How to respond to the dreaded Screenouts!


Such a dreaded word in the world of SBA lending!

They always come at the most inopportune time, are a total surprise because you swore it was a complete package, and / or overwhelm you with the amount of information requested.

They are never a picnic.

Here are some quick best practices to help you and your staff address them efficiently and with as little stress as possible.

  1. First, breathe! Most screenouts come with a turnaround-time expectation in the three-to-five business day range. Take advantage of that time. There’s no need for a knee-jerk response that could lead to more problems down the road.

  2. Track responsibilities. As a person who loves paper, I print a copy, sit down with my team, and read the items out loud. In the margins, I write who’s responsible for the documentation needed to address each item.

  3. Understand the questions! In the round-table with your team, discuss the meaning behind the item. For example: “documentation of the source of injection.” Be sure your team knows what documentation meets that requirement before sending them off to locate it.

  4. Already answered? SBA isn’t perfect and will often request items you’ve already provided. It’s easy to get annoyed, but it serves no purpose to respond with, “We sent it already!” Just send it again with a simple, “As provided in our previous correspondence, please see the attached [item requested] for your review.”

  5. Submit a complete response. Don’t respond in a piecemeal fashion. That just leads to a lot of back and forth and wastes everyone’s time. Appoint a team member as the collector of all requested information. Once they have all the items or justifications, they can draft the response and send everything at once.

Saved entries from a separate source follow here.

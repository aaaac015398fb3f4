//! SQL schema for the interviewer SQLite store.
//!
//! Executed once at connection startup. Future migrations will be gated on
//! `PRAGMA user_version`.

/// Full schema DDL; idempotent thanks to `CREATE TABLE IF NOT EXISTS`.
///
/// Takes and messages cascade from their interview. Documents do not: the
/// interview service deletes them before the interview, and the foreign key
/// refuses to orphan them. `interviews.user_id` carries no foreign key;
/// interviews can be created for any acting user id, signed in or not.
pub const SCHEMA: &str = "
PRAGMA journal_mode = WAL;
PRAGMA foreign_keys = ON;

CREATE TABLE IF NOT EXISTS users (
    id            TEXT PRIMARY KEY,
    external_id   TEXT NOT NULL UNIQUE,
    email         TEXT NOT NULL,
    display_name  TEXT NOT NULL,
    avatar_url    TEXT,
    created_at    TEXT NOT NULL
);

CREATE TABLE IF NOT EXISTS interviews (
    id            TEXT PRIMARY KEY,
    user_id       TEXT NOT NULL,
    title         TEXT NOT NULL,
    description   TEXT,
    created_at    TEXT NOT NULL,
    updated_at    TEXT NOT NULL
);

CREATE TABLE IF NOT EXISTS documents (
    id            TEXT PRIMARY KEY,
    interview_id  TEXT NOT NULL REFERENCES interviews(id),
    title         TEXT NOT NULL,
    content       TEXT NOT NULL,
    created_at    TEXT NOT NULL,
    updated_at    TEXT NOT NULL
);

CREATE TABLE IF NOT EXISTS takes (
    id            TEXT PRIMARY KEY,
    interview_id  TEXT NOT NULL REFERENCES interviews(id) ON DELETE CASCADE,
    stage         TEXT NOT NULL DEFAULT 'pre-interview'
                  CHECK (stage IN ('pre-interview', 'interview')),
    created_at    TEXT NOT NULL,
    updated_at    TEXT NOT NULL
);

-- Messages are append-only.
CREATE TABLE IF NOT EXISTS messages (
    id                    TEXT PRIMARY KEY,
    take_id               TEXT NOT NULL REFERENCES takes(id) ON DELETE CASCADE,
    role                  TEXT NOT NULL CHECK (role IN ('user', 'assistant')),
    content               TEXT NOT NULL,
    enabled_document_ids  TEXT NOT NULL DEFAULT '[]',  -- JSON array of UUIDs
    created_at            TEXT NOT NULL
);

CREATE INDEX IF NOT EXISTS interviews_user_idx     ON interviews(user_id);
CREATE INDEX IF NOT EXISTS documents_interview_idx ON documents(interview_id);
CREATE INDEX IF NOT EXISTS takes_interview_idx     ON takes(interview_id);
CREATE INDEX IF NOT EXISTS messages_take_idx       ON messages(take_id, created_at);

PRAGMA user_version = 1;
";
//! Error type for `interviewer-store-sqlite`.

use thiserror::Error;

#[derive(Debug, Error)]
pub enum Error {
  #[error("database error: {0}")]
  Database(#[from] tokio_rusqlite::Error),

  #[error("json error: {0}")]
  Json(#[from] serde_json::Error),

  #[error("uuid parse error: {0}")]
  Uuid(#[from] uuid::Error),

  #[error("date/time parse error: {0}")]
  DateParse(String),

  /// A text column held a value outside its enumeration.
  #[error("unknown {column} value: {value:?}")]
  UnknownValue {
    column: &'static str,
    value:  String,
  },
}

pub type Result<T, E = Error> = std::result::Result<T, E>;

  6. Format the response. Use a simple letter format stating the loan number, loan name, date of SBA’s request, and your response to each item, with a brief description of what you’re providing. Be sure to use their same numbering order to prevent confusion.

  7. Keep copies! Put a copy of the response letter and attachments, along with the original Screenout, in your file to ensure everyone has access to the information for future communications with the SBA.

  8. Need more time? If you need additional time, respond with a request for more time and provide a date by which you believe you can respond, along with reasons for the extra time needed. The most-common reason right now is “we’re short-staffed due to COVID.”

Whether the Screenout is at origination, servicing, purchase, or charge off, it just takes a breath and a plan to set everything in order.